Simultaneously, clinical documentation improvement (CDI) aims to accurately capture patient acuity, with benchmark objectives to achieve higher-weighted DRG classifications, resulting in a higher CMI for the hospital. Both objectives are financially significant and encouraged by hospital leaders, particularly in a fee-for-service environment.

However, they can be at odds; aggressively reducing the observation rate might prompt a shift towards designating more cases as inpatient care, leading to a higher proportion of lower-weighted DRG patients for CDI review and lowering the hospital’s CMI. Although the observation rate may decrease, so would the CMI.

This practice could also lead to an increase in post-discharge W2s and payer denials, potentially increasing accounts receivable (A/R) days and denial recovery, thus negatively impacting the financial goals for your revenue cycle and business office. It is plausible that cases initially pushed towards inpatient care, when observation might have been more appropriate, could eventually result in payment at the outpatient rate, often less than if observation was ordered properly at the outset, during the appeals process.

This lower-than-expected reimbursement would then hide in the patient accounting world, while the reported observation rate would remain low.

On the flip side, adopting an excessively conservative approach in determining level of care to preempt payer denials could lead to a situation in which more patients are retained in outpatient status with observation services, driven by apprehension of payer resistance. In this context, although the observation rate might be higher, the CMI could also rise, given that only patients unequivocally confirmed for inpatient care contribute to this metric. While denials may decrease, this cautious strategy carries the inherent risk of establishing a reimbursement structure that limits potential level-of-care opportunities for inpatient designation, despite the medical treatment delivered or clinical guidelines. Striking the right balance is not easy, but it is crucial to avoid the unintended consequence of limiting revenue for the sake of an overly conservative stance on care-level designations.
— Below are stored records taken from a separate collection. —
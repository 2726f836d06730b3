// Copyright 2026, Jeroen van Erp <jeroen@geeko.me>
// SPDX-License-Identifier: Apache-2.0

//! Single-replica stateful workload running the directory image

use super::{object_meta, ObjectNames};
use crate::constants::{image, labels, ports, STORAGE_REQUEST};
use crate::params::Parameters;
use k8s_openapi::api::apps::v1::{StatefulSet, StatefulSetSpec};
use k8s_openapi::api::core::v1::{
    ConfigMapEnvSource, ConfigMapVolumeSource, Container, ContainerPort, EnvFromSource,
    ExecAction, KeyToPath, PersistentVolumeClaim, PersistentVolumeClaimSpec, PodSpec,
    PodTemplateSpec, Probe, SecretEnvSource, SecretVolumeSource, Volume, VolumeMount,
    VolumeResourceRequirements,
};
use k8s_openapi::apimachinery::pkg::api::resource::Quantity;
use k8s_openapi::apimachinery::pkg::apis::meta::v1::{LabelSelector, ObjectMeta};
use std::collections::BTreeMap;

const CERTS_VOLUME: &str = "certs";
const FILES_VOLUME: &str = "files";
const SCRIPTS_VOLUME: &str = "scripts";
const SCRIPT_MODE: i32 = 0o755;

/// References to the objects the pod consumes
pub struct WorkloadInputs<'a> {
    pub config_map: &'a str,
    pub secret: &'a str,
    pub files: &'a str,
    pub scripts: &'a str,
    pub tls_secret: &'a str,
}

/// Succeeds only when an authenticated bind as the admin DN works
pub fn bind_check_command(admin_dn: &str) -> Vec<String> {
    vec![
        "bash".to_string(),
        "-c".to_string(),
        format!(
            "[ \"$(ldapwhoami -D'{admin_dn}' -w\"${env}\" 2>&1)\" = 'dn:{admin_dn}' ]",
            env = image::ENV_ADMIN_PASSWORD,
        ),
    ]
}

fn bind_probe(admin_dn: &str) -> Probe {
    Probe {
        exec: Some(ExecAction {
            command: Some(bind_check_command(admin_dn)),
        }),
        ..Default::default()
    }
}

fn app_labels(names: &ObjectNames) -> BTreeMap<String, String> {
    BTreeMap::from([(labels::APP.to_string(), names.base())])
}

/// Data, schema and certificate asset directories, all on the one claim
fn storage_mounts(claim: &str) -> Vec<VolumeMount> {
    [image::DATA_PATH, image::SCHEMA_PATH, image::CERTS_PATH]
        .iter()
        .map(|path| VolumeMount {
            name: claim.to_string(),
            mount_path: path.to_string(),
            sub_path: Some(path.trim_start_matches('/').to_string()),
            ..Default::default()
        })
        .collect()
}

fn read_only_mount(volume: &str, path: &str) -> VolumeMount {
    VolumeMount {
        name: volume.to_string(),
        mount_path: path.to_string(),
        read_only: Some(true),
        ..Default::default()
    }
}

fn key_to_path(key: &str, path: &str) -> KeyToPath {
    KeyToPath {
        key: key.to_string(),
        path: path.to_string(),
        ..Default::default()
    }
}

fn volumes(inputs: &WorkloadInputs<'_>) -> Vec<Volume> {
    vec![
        Volume {
            name: CERTS_VOLUME.to_string(),
            secret: Some(SecretVolumeSource {
                secret_name: Some(inputs.tls_secret.to_string()),
                items: Some(vec![
                    key_to_path("tls.crt", "ldap.crt"),
                    key_to_path("tls.key", "ldap.key"),
                    key_to_path("ca.crt", "ca.crt"),
                ]),
                ..Default::default()
            }),
            ..Default::default()
        },
        Volume {
            name: FILES_VOLUME.to_string(),
            config_map: Some(ConfigMapVolumeSource {
                name: inputs.files.to_string().into(),
                ..Default::default()
            }),
            ..Default::default()
        },
        Volume {
            name: SCRIPTS_VOLUME.to_string(),
            config_map: Some(ConfigMapVolumeSource {
                name: inputs.scripts.to_string().into(),
                default_mode: Some(SCRIPT_MODE),
                ..Default::default()
            }),
            ..Default::default()
        },
    ]
}

fn container(names: &ObjectNames, params: &Parameters, inputs: &WorkloadInputs<'_>) -> Container {
    let probe = bind_probe(&params.admin_dn());

    let mut volume_mounts = storage_mounts(&names.base());
    volume_mounts.push(read_only_mount(CERTS_VOLUME, image::CERTS_MOUNT));
    volume_mounts.push(read_only_mount(FILES_VOLUME, image::FILES_MOUNT));
    volume_mounts.push(read_only_mount(SCRIPTS_VOLUME, image::STARTUP_PATH));

    Container {
        name: names.base(),
        image: Some(image::IMAGE.to_string()),
        ports: Some(vec![
            ContainerPort {
                name: Some("ldap".to_string()),
                container_port: ports::LDAP,
                ..Default::default()
            },
            ContainerPort {
                name: Some("ldaps".to_string()),
                container_port: ports::LDAPS,
                ..Default::default()
            },
        ]),
        volume_mounts: Some(volume_mounts),
        env_from: Some(vec![
            EnvFromSource {
                config_map_ref: Some(ConfigMapEnvSource {
                    name: inputs.config_map.to_string().into(),
                    ..Default::default()
                }),
                ..Default::default()
            },
            EnvFromSource {
                secret_ref: Some(SecretEnvSource {
                    name: inputs.secret.to_string().into(),
                    ..Default::default()
                }),
                ..Default::default()
            },
        ]),
        startup_probe: Some(probe.clone()),
        readiness_probe: Some(probe.clone()),
        liveness_probe: Some(probe),
        ..Default::default()
    }
}

/// Short pod hostname: the first label of the service hostname
fn pod_hostname(params: &Parameters) -> String {
    params
        .hostname()
        .split('.')
        .next()
        .unwrap_or_default()
        .to_string()
}

pub fn stateful_set(names: &ObjectNames, params: &Parameters, inputs: &WorkloadInputs<'_>) -> StatefulSet {
    let claim = PersistentVolumeClaim {
        metadata: ObjectMeta {
            name: Some(names.base()),
            ..Default::default()
        },
        spec: Some(PersistentVolumeClaimSpec {
            access_modes: Some(vec!["ReadWriteOnce".to_string()]),
            resources: Some(VolumeResourceRequirements {
                requests: Some(BTreeMap::from([(
                    "storage".to_string(),
                    Quantity(STORAGE_REQUEST.to_string()),
                )])),
                ..Default::default()
            }),
            ..Default::default()
        }),
        ..Default::default()
    };

    StatefulSet {
        metadata: object_meta(names.base(), &params.namespace),
        spec: Some(StatefulSetSpec {
            replicas: Some(1),
            pod_management_policy: Some("Parallel".to_string()),
            service_name: names.base().into(),
            selector: LabelSelector {
                match_labels: Some(app_labels(names)),
                ..Default::default()
            },
            template: PodTemplateSpec {
                metadata: Some(ObjectMeta {
                    labels: Some(app_labels(names)),
                    ..Default::default()
                }),
                spec: Some(PodSpec {
                    containers: vec![container(names, params, inputs)],
                    volumes: Some(volumes(inputs)),
                    hostname: Some(pod_hostname(params)),
                    enable_service_links: Some(false),
                    ..Default::default()
                }),
            },
            volume_claim_templates: Some(vec![claim]),
            ..Default::default()
        }),
        ..Default::default()
    }
}

#[cfg(test)]
mod tests {
    use super::*;
    use crate::params::InputParameters;

    fn params() -> Parameters {
        InputParameters {
            base_domain: Some("corp.test".to_string()),
            ldap_ip: Some("10.0.0.5".to_string()),
            ..Default::default()
        }
        .resolve()
        .unwrap()
    }

    fn inputs() -> WorkloadInputs<'static> {
        WorkloadInputs {
            config_map: "openldap",
            secret: "openldap",
            files: "openldap-files",
            scripts: "openldap-scripts",
            tls_secret: "openldap-tls",
        }
    }

    fn build() -> StatefulSet {
        stateful_set(&ObjectNames::new("openldap"), &params(), &inputs())
    }

    fn pod_spec(sts: &StatefulSet) -> &PodSpec {
        sts.spec.as_ref().unwrap().template.spec.as_ref().unwrap()
    }

    #[test]
    fn test_single_replica_parallel() {
        let sts = build();
        let spec = sts.spec.as_ref().unwrap();

        assert_eq!(spec.replicas, Some(1));
        assert_eq!(spec.pod_management_policy.as_deref(), Some("Parallel"));
        assert_eq!(
            spec.selector.match_labels.as_ref().unwrap()["app"],
            "openldap"
        );
        assert_eq!(
            spec.template.metadata.as_ref().unwrap().labels.as_ref().unwrap()["app"],
            "openldap"
        );
        assert_eq!(pod_spec(&sts).containers.len(), 1);
    }

    #[test]
    fn test_storage_subpath_mounts() {
        let sts = build();
        let mounts = pod_spec(&sts).containers[0].volume_mounts.as_ref().unwrap();
        let storage: Vec<(&str, Option<&str>)> = mounts
            .iter()
            .filter(|m| m.name == "openldap")
            .map(|m| (m.mount_path.as_str(), m.sub_path.as_deref()))
            .collect();

        assert_eq!(
            storage,
            vec![
                ("/var/lib/ldap", Some("var/lib/ldap")),
                ("/etc/ldap/slapd.d", Some("etc/ldap/slapd.d")),
                (
                    "/container/service/slapd/assets/certs",
                    Some("container/service/slapd/assets/certs")
                ),
            ]
        );

        let claims = sts.spec.as_ref().unwrap().volume_claim_templates.as_ref().unwrap();
        assert_eq!(claims.len(), 1);
        assert_eq!(claims[0].metadata.name.as_deref(), Some("openldap"));
    }

    #[test]
    fn test_read_only_mounts() {
        let sts = build();
        let mounts = pod_spec(&sts).containers[0].volume_mounts.as_ref().unwrap();
        let read_only: Vec<(&str, &str)> = mounts
            .iter()
            .filter(|m| m.read_only == Some(true))
            .map(|m| (m.name.as_str(), m.mount_path.as_str()))
            .collect();

        assert_eq!(
            read_only,
            vec![
                ("certs", "/certs"),
                ("files", "/files"),
                ("scripts", "/container/service/:copy-certs"),
            ]
        );
    }

    #[test]
    fn test_volumes() {
        let sts = build();
        let volumes = pod_spec(&sts).volumes.as_ref().unwrap();

        let certs = volumes[0].secret.as_ref().unwrap();
        assert_eq!(certs.secret_name.as_deref(), Some("openldap-tls"));
        let items: Vec<(&str, &str)> = certs
            .items
            .as_ref()
            .unwrap()
            .iter()
            .map(|i| (i.key.as_str(), i.path.as_str()))
            .collect();
        assert_eq!(
            items,
            vec![("tls.crt", "ldap.crt"), ("tls.key", "ldap.key"), ("ca.crt", "ca.crt")]
        );

        let scripts = volumes[2].config_map.as_ref().unwrap();
        assert_eq!(scripts.default_mode, Some(0o755));
        assert!(volumes[1].config_map.as_ref().unwrap().default_mode.is_none());
    }

    #[test]
    fn test_environment_only_from_sources() {
        let sts = build();
        let container = &pod_spec(&sts).containers[0];

        assert!(container.env.is_none());
        let env_from = container.env_from.as_ref().unwrap();
        assert_eq!(env_from.len(), 2);
        assert!(env_from[0].config_map_ref.is_some());
        assert!(env_from[1].secret_ref.is_some());
    }

    #[test]
    fn test_all_probes_run_bind_check() {
        let sts = build();
        let container = &pod_spec(&sts).containers[0];
        let expected = bind_check_command("cn=admin,dc=corp,dc=test");

        for probe in [
            &container.startup_probe,
            &container.readiness_probe,
            &container.liveness_probe,
        ] {
            let command = probe.as_ref().unwrap().exec.as_ref().unwrap().command.as_ref().unwrap();
            assert_eq!(command, &expected);
        }
    }

    #[test]
    fn test_bind_check_command() {
        let command = bind_check_command("cn=admin,dc=corp,dc=test");

        assert_eq!(command[0], "bash");
        assert_eq!(command[1], "-c");
        assert_eq!(
            command[2],
            "[ \"$(ldapwhoami -D'cn=admin,dc=corp,dc=test' -w\"$LDAP_ADMIN_PASSWORD\" 2>&1)\" = 'dn:cn=admin,dc=corp,dc=test' ]"
        );
    }

    #[test]
    fn test_pod_settings() {
        let sts = build();
        let pod = pod_spec(&sts);

        assert_eq!(pod.hostname.as_deref(), Some("ldap"));
        assert_eq!(pod.enable_service_links, Some(false));

        let ports: Vec<i32> = pod.containers[0]
            .ports
            .as_ref()
            .unwrap()
            .iter()
            .map(|p| p.container_port)
            .collect();
        assert_eq!(ports, vec![389, 636]);
        assert_eq!(pod.containers[0].image.as_deref(), Some("osixia/openldap:latest"));
    }
}
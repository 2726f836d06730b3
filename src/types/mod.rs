// Copyright 2026, Jeroen van Erp <jeroen@geeko.me>
// SPDX-License-Identifier: Apache-2.0

//! Object types declared by the directory component.

pub mod cert_manager;
pub mod resource;

pub use cert_manager::{Certificate, Issuer};
pub use resource::{GeneratedToken, Resource};
// Copyright 2026, Jeroen van Erp <jeroen@geeko.me>
// SPDX-License-Identifier: Apache-2.0

//! cert-manager CRD availability checking

use crate::constants::crd::{POLL_ATTEMPTS, POLL_INTERVAL_SECS, POLL_MAX_INTERVAL_SECS};
use crate::error::{DirectoryError, Result};
use kube::{discovery::Discovery, Client};
use std::time::Duration;
use tokio::time::sleep;
use tracing::{info, warn};

const CERT_MANAGER_GROUP: &str = "cert-manager.io";
const REQUIRED_KINDS: [&str; 2] = ["Certificate", "Issuer"];

/// Polling schedule for CRD discovery
#[derive(Clone, Debug, PartialEq)]
pub struct Backoff {
    pub attempts: u32,
    pub interval: Duration,
    pub max_interval: Duration,
}

impl Default for Backoff {
    fn default() -> Self {
        Self {
            attempts: POLL_ATTEMPTS,
            interval: Duration::from_secs(POLL_INTERVAL_SECS),
            max_interval: Duration::from_secs(POLL_MAX_INTERVAL_SECS),
        }
    }
}

/// Wait until cert-manager serves every kind the certificate chain needs.
/// Uses exponential backoff and gives up after `POLL_ATTEMPTS` tries.
pub async fn wait_for_cert_manager_crds(client: &Client) -> Result<()> {
    wait_for_cert_manager_crds_with(client, &Backoff::default()).await
}

pub async fn wait_for_cert_manager_crds_with(client: &Client, backoff: &Backoff) -> Result<()> {
    let mut interval = backoff.interval;
    let mut missing: Vec<&'static str> = REQUIRED_KINDS.to_vec();

    for attempt in 1..=backoff.attempts {
        match served_kinds(client).await {
            Ok(served) => {
                missing = missing_kinds(&served);
                if missing.is_empty() {
                    info!("cert-manager CRDs ({}/v1) are available", CERT_MANAGER_GROUP);
                    return Ok(());
                }
                info!(
                    "cert-manager CRDs missing {:?} (attempt {}/{}), waiting {:?}...",
                    missing, attempt, backoff.attempts, interval
                );
            }
            Err(e) => {
                warn!(
                    "Error discovering cert-manager CRDs: {}, retrying in {:?}...",
                    e, interval
                );
            }
        }

        if attempt < backoff.attempts {
            sleep(interval).await;
            interval = (interval * 2).min(backoff.max_interval);
        }
    }

    Err(DirectoryError::CrdUnavailable(format!(
        "{}/v1 {}",
        CERT_MANAGER_GROUP,
        missing.join(", ")
    )))
}

/// v1 kinds served by the cert-manager API group
async fn served_kinds(client: &Client) -> Result<Vec<String>> {
    let discovery = Discovery::new(client.clone())
        .filter(&[CERT_MANAGER_GROUP])
        .run()
        .await?;

    let mut kinds = Vec::new();
    for group in discovery.groups() {
        if group.name() == CERT_MANAGER_GROUP {
            for (ar, _) in group.recommended_resources() {
                if ar.version == "v1" {
                    kinds.push(ar.kind);
                }
            }
        }
    }
    Ok(kinds)
}

fn missing_kinds(served: &[String]) -> Vec<&'static str> {
    REQUIRED_KINDS
        .iter()
        .copied()
        .filter(|kind| !served.iter().any(|s| s.as_str() == *kind))
        .collect()
}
Determining level of care should by prioritized by doing what is right for the patient, considering factors such as medical necessity, patient acuity, and medical decision-making, rather than the pressures of meeting arbitrary benchmarks, which are often based on data from hospitals whose demographics and offerings are in distinct contrast to a hospital’s own.

Finding hospitals with similar patient populations, services, and physician behavior can allow developing appropriate benchmarks, which then could serve as a barometer to ensure that a health system aligns reasonably with their peers, rather than the sole driving force being operational efficiency.

Instead, consider a focus on understanding how data is collected and analyzed, with a collective goal that assesses hospital processes and performance opportunities across utilization management, CDI, and the denials/appeals team.